The issue has been reviewed four times by statutory institutions of the state to come to the present stage. The first review was when a group of concerned citizens (Association of Democratic Reforms) filed a public interest litigation in the Delhi High Court in December 1999, requesting that information on criminal antecedents of candidates contesting elections be made available to voters so that they can make an informed choice while voting. The high court took the views of the Government of India into consideration before pronouncing its judgment on November 2, 2000. The second review happened when the Union of India filed a special leave petition in the Supreme Court against the high court judgement although the high court had issued directives only to the Election Commission and not to the Government of India. During the second review, several political parties also became ‘‘intervenors’’ and presented their views to the Supreme Court. After taking all the views into consideration, the Supreme Court, in its broad mindedness, admitted the special leave petition.
The Court has been guided by the principle of the voters’ right to information about the candidates. The EC has acted well within its mandate |
The third review was during the hearing of the special leave petition when the government made forceful submissions through the highest legal functionaries in the land, like the attorney general and solicitor general of India, and the political parties put forth their views through eminent lawyers. The Supreme Court pronounced its judgement after considering all the views, including the possibility of encroachment of legislative turf.
Subsequently the matter went through the fourth level of review, this time by a different and independent statutory organ of the state, namely, the Election Commission of India. The EC first approached the government because it thought that ‘‘the most efficacious manner’’ of implementing the judgement would be for the government to amend the nomination forms that candidates are required to file for contesting elections. The EC acted on its own only after it was informed by the government that it will not be able to complete the action within the time limit prescribed by the Supreme Court. An issue that has been considered by the statutory organs of the state on four different occasions, and has been found worthy of implementation, must have some merit.
Past experience shows that declaration of intentions by the government to enact legislation after developing a consensus amongst all political groupings often lead to no action and, at times, are even used to thwart well-intended actions. It has been more than 25 years since Explanation 1 was inserted in Sub Section (1) of Section 77 of the Representation of People Act which enabled unaccounted money to be brought into the election system by maintaining that expenditure incurred or authorised by any one other than the candidate — including the political party, and friends and supporters of candidates — will not be counted as the election expenditure of the candidate. There has been widespread comment on this issue for more than 25 years now but Parliament has not found time to rescind the amendment. It is against this background that the Supreme Court has moved to fill the gap in legislation.
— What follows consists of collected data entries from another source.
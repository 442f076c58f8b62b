use std::sync::{Arc, OnceLock};

// there is only ever one wgpu context,
// and since the device and queue are frequently needed to create resources,
// we store those globally here
// so that the rest of the crate doesn't have to ferry them around constantly

static DEVICE: OnceLock<wgpu::Device> = OnceLock::new();
static QUEUE: OnceLock<wgpu::Queue> = OnceLock::new();

pub const SWAPCHAIN_FORMAT: wgpu::TextureFormat = wgpu::TextureFormat::Bgra8UnormSrgb;
pub const DEPTH_FORMAT: wgpu::TextureFormat = wgpu::TextureFormat::Depth32Float;
// constant number of samples for now
const MSAA_SAMPLES: u32 = 4;

/// A Renderer manages the window surface and the resources
/// needed to draw graphics into it.
pub struct Renderer {
    surface: wgpu::Surface<'static>,
    surface_config: wgpu::SurfaceConfiguration,
    depth_view: wgpu::TextureView,
    // MSAA texture the scene is drawn into,
    // resolved to the window surface at the end of the pass
    msaa_view: wgpu::TextureView,
}

/// The window surface texture being drawn into this frame.
pub struct Frame {
    surface: wgpu::SurfaceTexture,
    pub view: wgpu::TextureView,
}

/// An error that occurred during renderer initialization.
#[derive(thiserror::Error, Debug)]
pub enum RendererInitError {
    #[error("Failed to create surface")]
    CreateSurfaceError(#[from] wgpu::CreateSurfaceError),
    #[error("Adapter request failed")]
    RequestAdapterError,
    #[error("Device request failed")]
    RequestDeviceError(#[from] wgpu::RequestDeviceError),
    #[error("Another Renderer already existed")]
    AlreadyInitialized,
}

impl Renderer {
    /// Create a Renderer drawing to the given window.
    pub(crate) async fn init(window: Arc<winit::window::Window>) -> Result<Self, RendererInitError> {
        let instance = wgpu::Instance::default();
        let surface = instance.create_surface(window.clone())?;

        let adapter = instance
            .request_adapter(&wgpu::RequestAdapterOptions {
                power_preference: wgpu::PowerPreference::default(),
                force_fallback_adapter: false,
                compatible_surface: Some(&surface),
            })
            .await
            .ok_or(RendererInitError::RequestAdapterError)?;

        let (device, queue) = adapter
            .request_device(
                &wgpu::DeviceDescriptor {
                    required_features: wgpu::Features::empty(),
                    required_limits: wgpu::Limits::default(),
                    label: None,
                },
                None,
            )
            .await?;

        let window_size = window.inner_size();
        let swapchain_capabilities = surface.get_capabilities(&adapter);

        let surface_config = wgpu::SurfaceConfiguration {
            usage: wgpu::TextureUsages::RENDER_ATTACHMENT,
            format: SWAPCHAIN_FORMAT,
            width: window_size.width.max(1),
            height: window_size.height.max(1),
            present_mode: wgpu::PresentMode::AutoVsync,
            alpha_mode: swapchain_capabilities.alpha_modes[0],
            view_formats: vec![],
            desired_maximum_frame_latency: 2,
        };
        surface.configure(&device, &surface_config);

        DEVICE
            .set(device)
            .map_err(|_| RendererInitError::AlreadyInitialized)?;
        QUEUE
            .set(queue)
            .map_err(|_| RendererInitError::AlreadyInitialized)?;

        let size = (surface_config.width, surface_config.height);
        let depth_view = Self::create_depth_texture(size);
        let msaa_view = Self::create_msaa_texture(size);

        Ok(Renderer {
            surface,
            surface_config,
            depth_view,
            msaa_view,
        })
    }

    /// Get a reference to the the global device instance.
    /// # Panics
    /// This function panics if the renderer hasn't been initialized yet.
    #[inline]
    pub fn device<'a>() -> &'a wgpu::Device {
        DEVICE.get().expect("Renderer has not been initialized yet")
    }

    /// Get a reference to the the global queue instance.
    /// # Panics
    /// This function panics if the renderer hasn't been initialized yet.
    #[inline]
    pub fn queue<'a>() -> &'a wgpu::Queue {
        QUEUE.get().expect("Renderer has not been initialized yet")
    }

    fn create_depth_texture(dimensions: (u32, u32)) -> wgpu::TextureView {
        let tex = Self::device().create_texture(&wgpu::TextureDescriptor {
            label: Some("window depth"),
            size: wgpu::Extent3d {
                width: dimensions.0,
                height: dimensions.1,
                depth_or_array_layers: 1,
            },
            mip_level_count: 1,
            sample_count: MSAA_SAMPLES,
            dimension: wgpu::TextureDimension::D2,
            format: DEPTH_FORMAT,
            usage: wgpu::TextureUsages::RENDER_ATTACHMENT,
            view_formats: &[],
        });
        tex.create_view(&wgpu::TextureViewDescriptor::default())
    }

    fn create_msaa_texture(dimensions: (u32, u32)) -> wgpu::TextureView {
        let tex = Self::device().create_texture(&wgpu::TextureDescriptor {
            label: Some("window msaa"),
            size: wgpu::Extent3d {
                width: dimensions.0,
                height: dimensions.1,
                depth_or_array_layers: 1,
            },
            mip_level_count: 1,
            sample_count: MSAA_SAMPLES,
            dimension: wgpu::TextureDimension::D2,
            format: SWAPCHAIN_FORMAT,
            usage: wgpu::TextureUsages::RENDER_ATTACHMENT,
            view_formats: &[],
        });
        tex.create_view(&wgpu::TextureViewDescriptor::default())
    }

    /// Change the size of the frame `begin_frame` draws into.
    /// Called by the frame loop when the window size changes;
    /// a size equal to the current one is a no-op.
    pub(crate) fn resize(&mut self, new_size: winit::dpi::PhysicalSize<u32>) {
        if new_size == self.window_size() || new_size.width == 0 || new_size.height == 0 {
            return;
        }
        self.surface_config.width = new_size.width;
        self.surface_config.height = new_size.height;
        self.surface.configure(Self::device(), &self.surface_config);
        self.depth_view = Self::create_depth_texture(new_size.into());
        self.msaa_view = Self::create_msaa_texture(new_size.into());
    }

    #[inline]
    pub fn multisample_state(&self) -> wgpu::MultisampleState {
        wgpu::MultisampleState {
            count: MSAA_SAMPLES,
            mask: !0,
            alpha_to_coverage_enabled: false,
        }
    }

    #[inline]
    pub fn msaa_view(&self) -> &wgpu::TextureView {
        &self.msaa_view
    }

    /// Get the size of the surface this Renderer draws to in pixels.
    #[inline]
    pub fn window_size(&self) -> winit::dpi::PhysicalSize<u32> {
        winit::dpi::PhysicalSize::new(self.surface_config.width, self.surface_config.height)
    }

    #[inline]
    pub fn depth_view(&self) -> &wgpu::TextureView {
        &self.depth_view
    }

    /// Start drawing a frame.
    pub fn begin_frame(&mut self) -> Frame {
        let surface = self
            .surface
            .get_current_texture()
            .expect("Failed to get next swap chain texture");
        let view = surface
            .texture
            .create_view(&wgpu::TextureViewDescriptor::default());
        Frame { surface, view }
    }

    /// Display everything drawn into the frame since `begin_frame`.
    pub fn present_frame(&mut self, frame: Frame) {
        frame.surface.present();
    }
}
While the supremacy of Parliament is not in doubt, it needs to be remembered that it derives its supremacy from the Constitution and the ‘people of India’. In the final analysis, it is the ‘people of India’ who are supreme and the members of Parliament are elected to carry out their wishes. One indication of the people’s desire came through in a newspaper poll on November 4, 2000 soon after the Delhi high court judgement.
The question was: will providing criminal records of aspiring MPs check criminalisation of politics? Seventy nine per cent of those who responded said ‘yes’. This is an attempt by concerned citizenry to influence what affects them and the governance of the country vitally. Therefore one hopes that the political establishment will be gracious enough to accept, and honour, the will of the people of India when they discuss this issue in the forthcoming all-party meeting.